Proibição de cunho religioso do uso da bicicleta por mulheres iranianas teve efeito contrário ao desejado pelo fundamentalismo, com o crescimento do número de ciclistas do sexo feminino
Em um país de gritantes contrastes, onde mulheres que pilotam aviões comerciais ou presidem grandes empresas são obrigadas a sentar-se na parte traseira de ônibus, a bicicleta está causando uma silenciosa e crescente revolução na busca pela igualdade de gênero no Irã.Desde que em setembro último, o supremo líder religioso iraniano, Aiatolá Ali Khamenei pronunciou uma fatwa proibindo explicitamente as mulheres do país a utilizarem bicicletas, o número de ciclistas do sexo feminino não apenas não apenas não foi reduzido, como começa a dar sinais de estar crescendo.
Ironicamente, a presente fatwa foi proferida pouco tempo após o governo iraniano ter lançado uma campanha de incentivo à alternativas não poluentes de transporte, na qual várias mulheres aderiram com suas bicicletas, de acordo com a Radio Zamaneh. Atualmente Teerã, capital do Irã, é considerada uma das cidades mais poluídas do mundo.
Para o aiatolá Khamenei, “o uso de bicicletas por mulheres precisa ser abandonado pois atrai a atenção dos homens e expõe a sociedade à corrupção, violando portanto a castidade das mulheres”.
Desde a proibição entretanto, milhares de fotos de iranianas pedalando suas bikes vem invadindo as redes sociais com a hashtag #IranianWomenLoveCycling (mulheres iranianas amam pedalar), promovida pela ativista Masih Alinejad, criadora da página do Facebook My Stealthy Freedom, focada nos direitos das mulheres muçulmanas.

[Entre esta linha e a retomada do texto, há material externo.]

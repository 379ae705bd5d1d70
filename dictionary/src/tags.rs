//! Compile-time tag constants for the attributes
//! covered by the standard dictionary,
//! named after their keyword alias in `SCREAMING_SNAKE_CASE`.
//!
//! For repeating groups (the overlay group 60xx),
//! the constant refers to the first group of the range.

use dcmio_core::Tag;

/// Command Group Length (0000,0000)
pub const COMMAND_GROUP_LENGTH: Tag = Tag(0x0000, 0x0000);
/// File Meta Information Group Length (0002,0000)
pub const FILE_META_INFORMATION_GROUP_LENGTH: Tag = Tag(0x0002, 0x0000);
/// File Meta Information Version (0002,0001)
pub const FILE_META_INFORMATION_VERSION: Tag = Tag(0x0002, 0x0001);
/// Media Storage SOP Class UID (0002,0002)
pub const MEDIA_STORAGE_SOP_CLASS_UID: Tag = Tag(0x0002, 0x0002);
/// Media Storage SOP Instance UID (0002,0003)
pub const MEDIA_STORAGE_SOP_INSTANCE_UID: Tag = Tag(0x0002, 0x0003);
/// Transfer Syntax UID (0002,0010)
pub const TRANSFER_SYNTAX_UID: Tag = Tag(0x0002, 0x0010);
/// Implementation Class UID (0002,0012)
pub const IMPLEMENTATION_CLASS_UID: Tag = Tag(0x0002, 0x0012);
/// Implementation Version Name (0002,0013)
pub const IMPLEMENTATION_VERSION_NAME: Tag = Tag(0x0002, 0x0013);
/// Source Application Entity Title (0002,0016)
pub const SOURCE_APPLICATION_ENTITY_TITLE: Tag = Tag(0x0002, 0x0016);
/// Specific Character Set (0008,0005)
pub const SPECIFIC_CHARACTER_SET: Tag = Tag(0x0008, 0x0005);
/// Image Type (0008,0008)
pub const IMAGE_TYPE: Tag = Tag(0x0008, 0x0008);
/// SOP Class UID (0008,0016)
pub const SOP_CLASS_UID: Tag = Tag(0x0008, 0x0016);
/// SOP Instance UID (0008,0018)
pub const SOP_INSTANCE_UID: Tag = Tag(0x0008, 0x0018);
/// Study Date (0008,0020)
pub const STUDY_DATE: Tag = Tag(0x0008, 0x0020);
/// Study Time (0008,0030)
pub const STUDY_TIME: Tag = Tag(0x0008, 0x0030);
/// Accession Number (0008,0050)
pub const ACCESSION_NUMBER: Tag = Tag(0x0008, 0x0050);
/// Modality (0008,0060)
pub const MODALITY: Tag = Tag(0x0008, 0x0060);
/// Manufacturer (0008,0070)
pub const MANUFACTURER: Tag = Tag(0x0008, 0x0070);
/// Referring Physician Name (0008,0090)
pub const REFERRING_PHYSICIAN_NAME: Tag = Tag(0x0008, 0x0090);
/// Study Description (0008,1030)
pub const STUDY_DESCRIPTION: Tag = Tag(0x0008, 0x1030);
/// Series Description (0008,103E)
pub const SERIES_DESCRIPTION: Tag = Tag(0x0008, 0x103E);
/// Referenced Study Sequence (0008,1110)
pub const REFERENCED_STUDY_SEQUENCE: Tag = Tag(0x0008, 0x1110);
/// Referenced Series Sequence (0008,1115)
pub const REFERENCED_SERIES_SEQUENCE: Tag = Tag(0x0008, 0x1115);
/// Referenced Image Sequence (0008,1140)
pub const REFERENCED_IMAGE_SEQUENCE: Tag = Tag(0x0008, 0x1140);
/// Referenced SOP Class UID (0008,1150)
pub const REFERENCED_SOP_CLASS_UID: Tag = Tag(0x0008, 0x1150);
/// Referenced SOP Instance UID (0008,1155)
pub const REFERENCED_SOP_INSTANCE_UID: Tag = Tag(0x0008, 0x1155);
/// Source Image Sequence (0008,2112)
pub const SOURCE_IMAGE_SEQUENCE: Tag = Tag(0x0008, 0x2112);
/// Patient Name (0010,0010)
pub const PATIENT_NAME: Tag = Tag(0x0010, 0x0010);
/// Patient ID (0010,0020)
pub const PATIENT_ID: Tag = Tag(0x0010, 0x0020);
/// Patient Birth Date (0010,0030)
pub const PATIENT_BIRTH_DATE: Tag = Tag(0x0010, 0x0030);
/// Patient Sex (0010,0040)
pub const PATIENT_SEX: Tag = Tag(0x0010, 0x0040);
/// Patient Age (0010,1010)
pub const PATIENT_AGE: Tag = Tag(0x0010, 0x1010);
/// Patient Comments (0010,4000)
pub const PATIENT_COMMENTS: Tag = Tag(0x0010, 0x4000);
/// Study Instance UID (0020,000D)
pub const STUDY_INSTANCE_UID: Tag = Tag(0x0020, 0x000D);
/// Series Instance UID (0020,000E)
pub const SERIES_INSTANCE_UID: Tag = Tag(0x0020, 0x000E);
/// Study ID (0020,0010)
pub const STUDY_ID: Tag = Tag(0x0020, 0x0010);
/// Series Number (0020,0011)
pub const SERIES_NUMBER: Tag = Tag(0x0020, 0x0011);
/// Instance Number (0020,0013)
pub const INSTANCE_NUMBER: Tag = Tag(0x0020, 0x0013);
/// Image Position (Patient) (0020,0032)
pub const IMAGE_POSITION_PATIENT: Tag = Tag(0x0020, 0x0032);
/// Image Orientation (Patient) (0020,0037)
pub const IMAGE_ORIENTATION_PATIENT: Tag = Tag(0x0020, 0x0037);
/// Samples Per Pixel (0028,0002)
pub const SAMPLES_PER_PIXEL: Tag = Tag(0x0028, 0x0002);
/// Photometric Interpretation (0028,0004)
pub const PHOTOMETRIC_INTERPRETATION: Tag = Tag(0x0028, 0x0004);
/// Number Of Frames (0028,0008)
pub const NUMBER_OF_FRAMES: Tag = Tag(0x0028, 0x0008);
/// Frame Increment Pointer (0028,0009)
pub const FRAME_INCREMENT_POINTER: Tag = Tag(0x0028, 0x0009);
/// Rows (0028,0010)
pub const ROWS: Tag = Tag(0x0028, 0x0010);
/// Columns (0028,0011)
pub const COLUMNS: Tag = Tag(0x0028, 0x0011);
/// Pixel Spacing (0028,0030)
pub const PIXEL_SPACING: Tag = Tag(0x0028, 0x0030);
/// Bits Allocated (0028,0100)
pub const BITS_ALLOCATED: Tag = Tag(0x0028, 0x0100);
/// Bits Stored (0028,0101)
pub const BITS_STORED: Tag = Tag(0x0028, 0x0101);
/// High Bit (0028,0102)
pub const HIGH_BIT: Tag = Tag(0x0028, 0x0102);
/// Pixel Representation (0028,0103)
pub const PIXEL_REPRESENTATION: Tag = Tag(0x0028, 0x0103);
/// Smallest Image Pixel Value (0028,0106)
pub const SMALLEST_IMAGE_PIXEL_VALUE: Tag = Tag(0x0028, 0x0106);
/// Largest Image Pixel Value (0028,0107)
pub const LARGEST_IMAGE_PIXEL_VALUE: Tag = Tag(0x0028, 0x0107);
/// Window Center (0028,1050)
pub const WINDOW_CENTER: Tag = Tag(0x0028, 0x1050);
/// Window Width (0028,1051)
pub const WINDOW_WIDTH: Tag = Tag(0x0028, 0x1051);
/// Overlay Rows (6000,0010)
pub const OVERLAY_ROWS: Tag = Tag(0x6000, 0x0010);
/// Overlay Columns (6000,0011)
pub const OVERLAY_COLUMNS: Tag = Tag(0x6000, 0x0011);
/// Overlay Data (6000,3000)
pub const OVERLAY_DATA: Tag = Tag(0x6000, 0x3000);
/// Float Pixel Data (7FE0,0008)
pub const FLOAT_PIXEL_DATA: Tag = Tag(0x7FE0, 0x0008);
/// Double Float Pixel Data (7FE0,0009)
pub const DOUBLE_FLOAT_PIXEL_DATA: Tag = Tag(0x7FE0, 0x0009);
/// Pixel Data (7FE0,0010)
pub const PIXEL_DATA: Tag = Tag(0x7FE0, 0x0010);
/// Data Set Trailing Padding (FFFC,FFFC)
pub const DATA_SET_TRAILING_PADDING: Tag = Tag(0xFFFC, 0xFFFC);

Para Alinejad, o “ato de rebelião” das ciclistas iranianas sequer pode ser encarado como uma rebelião por si: “Esperar que as mulheres iranianas tenham o mesmo direito dos homens de pedalar suas bikes não é pedir muito”, diz. “Nós sequer estamos fazendo algo contra a lei, já que a atividade não é proibida pelo código legal do Irã. Trata-se de uma interpretação pessoal de uma questão religiosa”, completa.
Mesmo entre os clérigos xiitas responsáveis pelo cumprimento da lei islâmica no país, a proibição encontra seu críticos. Para o aiatolá Makharem Shirazi, não há nada intrinsecamente errado em uma mulher utilizar uma bicicleta. No entanto, cada caso deve ser analisado individualmente sempre que houver “risco de pecabilidade”.
Seja como for, a vida das mulheres ciclistas no Irã não tem sido fácil. No último dia 6 de setembro, a polícia moral iraniana impediu um grupo de ciclistas de pedalarem pelas ruas de Teerã, alegando que o grupo não tinha autorização do conselho de segurança da cidade para a realização do evento.
Jurisprudência – Tecnicamente, o uso da bicicleta por mulheres no Irã não é contra a lei do país. Entretanto, as mulheres tem sido vítimas de uma série de desestímulos ao ciclismo em vários pontos da recente história da República Islâmica do Irã.
Há poucos anos atrás, o chefe de polícia de Teerã determinou que mulheres seriam impedidas de circular com bicicletas na cidade, mas a ordem foi retirada em 2012 pelo governo da cidade, que alegou não haver proibição legal contra a circulação de ciclistas do sexo feminino na cidade.
Apesar do debate em diferentes níveis administrativos e religiosos, em termos práticos, as mulheres permanecem proibidas de poderem utilizar serviços ciclísticos oferecidos na cidade, como o aluguel de bicicletas.
Embora existam um número considerável de quiosques de aluguel de bikes para transporte, nenhuma delas permite sua utilização por mulheres.
Segundo os administradores da Parsa Company, uma das inúmeras empresas de aluguel de bicicletas compartilhadas no Irã, “o uso de nossas bicicletas não é recreacional, mas somente para mobilidade, por isto não fornecemos o serviço para mulheres”, disse o representante da empresa que, aparentemente ignora que 30% da mão de obra e 60% das vagas em universidades do país são ocupadas por mulheres.